Single by The Kinks

from the album Preservation Act 2
- B-side: "Cricket" (UK)
- Released: 5 April 1974 (UK)
- Recorded: January – March 1974 at Konk Studios, London
- Genre: Rock, Dixieland
- Length: 3:26
- Label: RCA 5015
- Songwriter: Ray Davies
- Producer: Ray Davies

The Kinks singles chronology
| "Where Have All the Good Times Gone" (1973) | "Mirror of Love" (1974) | "Mirror of Love" (1974) |

= Mirror of Love =

"Mirror of Love" is a track from the Kinks' theatrical album, Preservation Act 2. It was written by Ray Davies. It was released as the debut single from Preservation Act 2 in the UK only, but a version that was rerecorded for the American release was released as a single in both America and Britain.

==Lyrics and music==

"Mirror of Love" makes use of a New Orleans jazz, with Ray Davies on the majority of the instruments on the album/UK single version (guitar, piano and drums) with the only other people playing on the song being Dave Davies on mandolin as well as horns. Like many tracks of the era, Davies is singing as one of the characters in the Preservation storyline. This time he portrays Belle, who is the lover of Flash (the main character of the Preservation saga), who complains of Flash's cruel treatment toward her (for example, she says that Flash would "slap [her] down, treat [her] bad".) However, "through the mirror of love" she still loves him, with Belle calling him her "dream lover", saying that she "would kill for" him.

==Reception==

"Mirror of Love" was one of the more positively reviewed tracks from the Preservation saga. Andrew Hickey wrote in his book Preservation: The Kinks Music 1964-1974 that "musically, the song is a rather good effort at trad jazz" and that it is "a simple but effective song". He also claimed that "[Ray] Davies' vocals are probably his best on the album, with some wonderful jumps into a trilling falsetto a la Rudy Valee" and went on to say that it "is easily the best track on the album". Jason Josephes of Pitchfork Media called "Mirror of Love" "a psychedelic Dixieland number that could have only sprouted from the whimsical noggin of Ray Davies." AllMusic cited the track as a highlight from the album. Cash Box said that there are "lots of odd sounds going on here to capture that Preservation sound, but all are infectious and totally entertaining."

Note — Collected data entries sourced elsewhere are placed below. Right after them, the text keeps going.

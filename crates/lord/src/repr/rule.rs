//! Mined classification rules.

use std::cmp::Ordering;
use std::fmt;

use serde::{Deserialize, Serialize};

use crate::data::SelectorId;

/// A rule `body -> head` with its coverage counts and heuristic score.
///
/// `n + p` is the support of the body and `p` the support of the body together
/// with the head. Rules are immutable once built.
#[derive(Debug, Clone, PartialEq, Serialize, Deserialize)]
pub struct RuleInfo {
    body: Box<[SelectorId]>,
    head: SelectorId,
    p: u32,
    n: u32,
    heuristic_value: f64,
}

impl RuleInfo {
    /// Create a rule. `body` must be ascending and must not contain `head`.
    pub fn new(
        body: impl Into<Box<[SelectorId]>>,
        head: SelectorId,
        p: u32,
        n: u32,
        heuristic_value: f64,
    ) -> Self {
        let body = body.into();
        debug_assert!(body.windows(2).all(|w| w[0] < w[1]), "body must be ascending");
        debug_assert!(!body.contains(&head));
        Self {
            body,
            head,
            p,
            n,
            heuristic_value,
        }
    }

    #[inline]
    pub fn body(&self) -> &[SelectorId] {
        &self.body
    }

    #[inline]
    pub fn head(&self) -> SelectorId {
        self.head
    }

    /// Covered rows of the head class.
    #[inline]
    pub fn p(&self) -> u32 {
        self.p
    }

    /// Covered rows of other classes.
    #[inline]
    pub fn n(&self) -> u32 {
        self.n
    }

    /// Support of the body (`n + p`).
    #[inline]
    pub fn coverage(&self) -> u32 {
        self.n + self.p
    }

    #[inline]
    pub fn heuristic_value(&self) -> f64 {
        self.heuristic_value
    }

    /// Number of selectors in the body.
    #[inline]
    pub fn len(&self) -> usize {
        self.body.len()
    }

    #[inline]
    pub fn is_empty(&self) -> bool {
        self.body.is_empty()
    }

    pub fn signature(&self) -> RuleSignature {
        RuleSignature {
            body: self.body.clone(),
            head: self.head,
        }
    }

    /// Rank against another rule: higher heuristic value, then higher `p`,
    /// then lower head id. `Greater` means `self` is preferred.
    ///
    /// A NaN heuristic value ranks below any number.
    pub fn preference(&self, other: &RuleInfo) -> Ordering {
        cmp_heuristic(self.heuristic_value, other.heuristic_value)
            .then_with(|| self.p.cmp(&other.p))
            .then_with(|| other.head.cmp(&self.head))
    }

    /// `true` if `self` strictly outranks `other` under [`RuleInfo::preference`].
    #[inline]
    pub fn is_better_than(&self, other: &RuleInfo) -> bool {
        self.preference(other) == Ordering::Greater
    }
}

/// Compare heuristic values with NaN below every number.
#[inline]
pub(crate) fn cmp_heuristic(a: f64, b: f64) -> Ordering {
    match (a.is_nan(), b.is_nan()) {
        (false, false) => a.partial_cmp(&b).unwrap_or(Ordering::Equal),
        (true, false) => Ordering::Less,
        (false, true) => Ordering::Greater,
        (true, true) => Ordering::Equal,
    }
}

/// Export order: best first, ties broken by body so the order is total.
pub fn export_order(a: &RuleInfo, b: &RuleInfo) -> Ordering {
    b.preference(a).then_with(|| a.body.cmp(&b.body))
}

impl fmt::Display for RuleInfo {
    fn fmt(&self, f: &mut fmt::Formatter<'_>) -> fmt::Result {
        f.write_str("[")?;
        for (k, id) in self.body.iter().enumerate() {
            if k > 0 {
                f.write_str(",")?;
            }
            write!(f, "{id}")?;
        }
        write!(
            f,
            "] -> {} (p={}, n={}, h={:.6})",
            self.head, self.p, self.n, self.heuristic_value
        )
    }
}

/// Identity of a rule: its body and head.
#[derive(Debug, Clone, PartialEq, Eq, Hash, PartialOrd, Ord)]
pub struct RuleSignature {
    pub body: Box<[SelectorId]>,
    pub head: SelectorId,
}

#[cfg(test)]
mod tests {
    use super::*;

    #[test]
    fn test_preference_order() {
        let base = RuleInfo::new(vec![1, 2], 10, 5, 1, 0.8);
        let higher_h = RuleInfo::new(vec![1], 11, 1, 0, 0.9);
        let higher_p = RuleInfo::new(vec![3], 11, 6, 2, 0.8);
        let lower_head = RuleInfo::new(vec![4], 9, 5, 1, 0.8);

        assert!(higher_h.is_better_than(&base));
        assert!(higher_p.is_better_than(&base));
        assert!(lower_head.is_better_than(&base));
        assert!(!base.is_better_than(&lower_head));
        assert_eq!(base.preference(&base), Ordering::Equal);
    }

    #[test]
    fn test_nan_ranks_last() {
        let nan = RuleInfo::new(vec![1], 10, 0, 0, f64::NAN);
        let neg = RuleInfo::new(vec![1], 10, 0, 0, f64::MIN);
        assert!(neg.is_better_than(&nan));
        assert!(!nan.is_better_than(&neg));
    }

    #[test]
    fn test_export_order_is_total() {
        let mut rules = vec![
            RuleInfo::new(vec![2], 10, 3, 0, 0.5),
            RuleInfo::new(vec![1], 10, 3, 0, 0.5),
            RuleInfo::new(vec![5], 11, 1, 0, 0.9),
        ];
        rules.sort_by(export_order);
        let bodies: Vec<_> = rules.iter().map(|r| r.body().to_vec()).collect();
        assert_eq!(bodies, vec![vec![5], vec![1], vec![2]]);
    }

    #[test]
    fn test_display_and_signature() {
        let rule = RuleInfo::new(vec![0, 4], 12, 3, 1, 0.75);
        assert_eq!(rule.to_string(), "[0,4] -> 12 (p=3, n=1, h=0.750000)");
        assert_eq!(rule.coverage(), 4);
        assert_eq!(rule.signature(), RuleSignature { body: vec![0, 4].into(), head: 12 });
    }
}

The song also received a positive review in the NME from Chrissie Hynde, who would later form the Pretenders and cover Kinks songs "Stop Your Sobbing" and "I Go to Sleep".

==Rerecorded version==

Although the original album version was released as a single in Britain, it was rerecorded with the rest of the band participating for the track's single release in the United States. It was not successful (it did not chart in either Britain or America), but this version was released as a bonus track on the Velvel reissue of Preservation Act 2 (as well as the outtake "Slum Kids"). Andrew Hickey said that this version and the original edit "differ in a few points of arrangement and vocal performance, but are very similar". This version also appeared on Picture Book.